■ **PROMPT**
For the records below, tally every line that has the word "MalformedNumber" and reply with the number alone.

■ **SUPPLIED MATERIAL**
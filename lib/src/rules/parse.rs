//! Parsing rule files.

use super::{Comparison, Expr, NeighborRule, RuleSpec, SimpleRule};
use crate::{cells::State, error::ParseError};
use log::trace;
use std::{collections::HashSet, str::FromStr};

/// How far the sum of the probabilities may be from 1.
///
/// This is unusually loose, so that hand-written probabilities
/// like `0.33,0.33,0.33` are accepted.
pub const DEFAULT_PROBABILITY_TOLERANCE: f64 = 0.1;

const COMMENT: &str = "//";
const ARROW: &str = "->";

/// Line indices of the fixed header.
const STATES_LINE: usize = 0;
const PROBABILITIES_LINE: usize = 1;
const COUNT_LINE: usize = 2;
const FIRST_RULE_LINE: usize = 3;

/// Lines of the rule file, with comments stripped.
struct Lines<'a> {
    lines: Vec<&'a str>,
}

impl<'a> Lines<'a> {
    fn new(text: &'a str) -> Self {
        let lines = text
            .split('\n')
            .map(|line| {
                let line = line.strip_suffix('\r').unwrap_or(line);
                match line.find(COMMENT) {
                    Some(i) => line[..i].trim(),
                    None => line.trim(),
                }
            })
            .collect();
        Lines { lines }
    }

    /// The line at `index`, which is 0-based.
    fn get(&self, index: usize) -> Result<&'a str, ParseError> {
        self.lines
            .get(index)
            .copied()
            .ok_or(ParseError::MissingLine { line: index + 1 })
    }
}

fn parse_number<T: FromStr>(text: &str, line: usize, field: &'static str) -> Result<T, ParseError> {
    let text = text.trim();
    text.parse().map_err(|_| ParseError::MalformedNumber {
        line,
        field,
        text: text.to_string(),
    })
}

fn parse_states(text: &str, line: usize) -> Result<Vec<State>, ParseError> {
    let mut seen = HashSet::new();
    let mut states = Vec::new();
    for field in text.split(',') {
        let state = State(parse_number(field, line, "state")?);
        if !seen.insert(state) {
            return Err(ParseError::DuplicateState { line, state });
        }
        states.push(state);
    }
    Ok(states)
}

fn parse_probabilities(text: &str, line: usize) -> Result<Vec<f64>, ParseError> {
    text.split(',')
        .map(|field| {
            let value: f64 = parse_number(field, line, "probability")?;
            if value.is_finite() && value >= 0.0 {
                Ok(value)
            } else {
                Err(ParseError::NegativeProbability { line, value })
            }
        })
        .collect()
}

/// A single rule line.
enum RuleLine {
    Simple(SimpleRule),
    Neighbor(NeighborRule),
    Default(Expr),
}

/// Parses one rule line. `text` is already lower-cased.
fn parse_rule(text: &str, line: usize) -> Result<RuleLine, ParseError> {
    let (lhs, rhs) = text
        .split_once(ARROW)
        .ok_or(ParseError::UnrecognizedRuleSyntax { line })?;
    let (lhs, rhs) = (lhs.trim(), rhs.trim());

    if lhs == "default" {
        let expr = Expr::parse(rhs)
            .map_err(|source| ParseError::InvalidExpression { line, source })?;
        return Ok(RuleLine::Default(expr));
    }

    if let Ok(from) = lhs.parse() {
        let to = State(parse_number(rhs, line, "to state")?);
        return Ok(RuleLine::Simple(SimpleRule {
            from: State(from),
            to,
        }));
    }

    let (keyword, condition) = lhs
        .split_once(char::is_whitespace)
        .ok_or(ParseError::UnrecognizedRuleSyntax { line })?;
    let comparison = match keyword {
        "min" => Comparison::AtLeast,
        "max" => Comparison::AtMost,
        "is" => Comparison::IsExact,
        _ => return Err(ParseError::UnrecognizedRuleSyntax { line }),
    };

    let fields: Vec<&str> = condition.split(':').collect();
    let (threshold, neighbor, from) = match fields.as_slice() {
        [threshold, neighbor] => (threshold, neighbor, None),
        [threshold, neighbor, from] => (threshold, neighbor, Some(from)),
        _ => return Err(ParseError::UnrecognizedRuleSyntax { line }),
    };
    let threshold = parse_number(threshold, line, "threshold")?;
    let neighbor = State(parse_number(neighbor, line, "neighbor state")?);
    let from = match from {
        Some(from) => Some(State(parse_number(from, line, "from state")?)),
        None => None,
    };
    let to = State(parse_number(rhs, line, "to state")?);

    Ok(RuleLine::Neighbor(NeighborRule {
        comparison,
        threshold,
        neighbor,
        from,
        to,
    }))
}

impl RuleSpec {
    /// Parses a rule file with the [default tolerance](DEFAULT_PROBABILITY_TOLERANCE)
    /// for the probability sum.
    ///
    /// The file consists of:
    ///
    /// 1. comma-separated possible states;
    /// 2. comma-separated probabilities, one for each state;
    /// 3. the number of rules `N`;
    /// 4. `N` rule lines.
    ///
    /// A rule line is one of:
    ///
    /// * `<from> -> <to>`;
    /// * `min <t>: <n> -> <to>`, `max <t>: <n> -> <to>`, `is <t>: <n> -> <to>`,
    ///   which compare the number of neighbors in state `<n>` with `<t>`;
    /// * `min <t>: <n>: <from> -> <to>` and so on, which only apply to cells
    ///   in state `<from>`;
    /// * `default -> <expr>`, where `x` in `<expr>` is the current state.
    ///
    /// `//` starts a comment. Keywords are case-insensitive.
    /// Anything after the last rule is ignored.
    ///
    /// A neighbor rule without `<from>` also matches cells that are already
    /// in `<to>` or have moved past it. In a forest fire, `min 1: 1 -> 1`
    /// sets burned cells next to a fire alight again, so the fire oscillates
    /// instead of burning out; `min 1: 1: 2 -> 1` only ignites trees.
    pub fn parse(text: &str) -> Result<Self, ParseError> {
        Self::parse_with_tolerance(text, DEFAULT_PROBABILITY_TOLERANCE)
    }

    /// Parses a rule file, requiring the probabilities to sum to
    /// 1 ± `tolerance`.
    pub fn parse_with_tolerance(text: &str, tolerance: f64) -> Result<Self, ParseError> {
        let lines = Lines::new(text);

        let possible_states = parse_states(lines.get(STATES_LINE)?, STATES_LINE + 1)?;
        let state_probabilities =
            parse_probabilities(lines.get(PROBABILITIES_LINE)?, PROBABILITIES_LINE + 1)?;
        if state_probabilities.len() != possible_states.len() {
            return Err(ParseError::ProbabilityLengthMismatch {
                states: possible_states.len(),
                probabilities: state_probabilities.len(),
            });
        }
        let sum: f64 = state_probabilities.iter().sum();
        if (sum - 1.0).abs() > tolerance {
            return Err(ParseError::ProbabilitySumOutOfTolerance { sum, tolerance });
        }

        let count_text = lines.get(COUNT_LINE)?;
        let count: usize = parse_number(count_text, COUNT_LINE + 1, "rule count")?;
        let end = FIRST_RULE_LINE
            .checked_add(count)
            .ok_or_else(|| ParseError::MalformedNumber {
                line: COUNT_LINE + 1,
                field: "rule count",
                text: count_text.to_string(),
            })?;

        let mut simple_rules = Vec::new();
        let mut neighbor_rules = Vec::new();
        let mut default_rule = None;
        for index in FIRST_RULE_LINE..end {
            let line = index + 1;
            let text = lines.get(index)?.to_lowercase();
            match parse_rule(&text, line)? {
                RuleLine::Simple(rule) => simple_rules.push(rule),
                RuleLine::Neighbor(rule) => neighbor_rules.push(rule),
                RuleLine::Default(expr) => {
                    if default_rule.is_some() {
                        return Err(ParseError::DuplicateDefaultRule { line });
                    }
                    default_rule = Some(expr);
                }
            }
        }
        let default_rule = default_rule.ok_or(ParseError::MissingDefaultRule)?;

        trace!(
            "parsed {} states, {} simple rules, {} neighbor rules",
            possible_states.len(),
            simple_rules.len(),
            neighbor_rules.len()
        );

        Ok(RuleSpec {
            possible_states,
            state_probabilities,
            simple_rules,
            neighbor_rules,
            default_rule,
        })
    }
}

impl FromStr for RuleSpec {
    type Err = ParseError;

    fn from_str(input: &str) -> Result<Self, Self::Err> {
        RuleSpec::parse(input)
    }
}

■ **EXERCISE SOLUTION**
2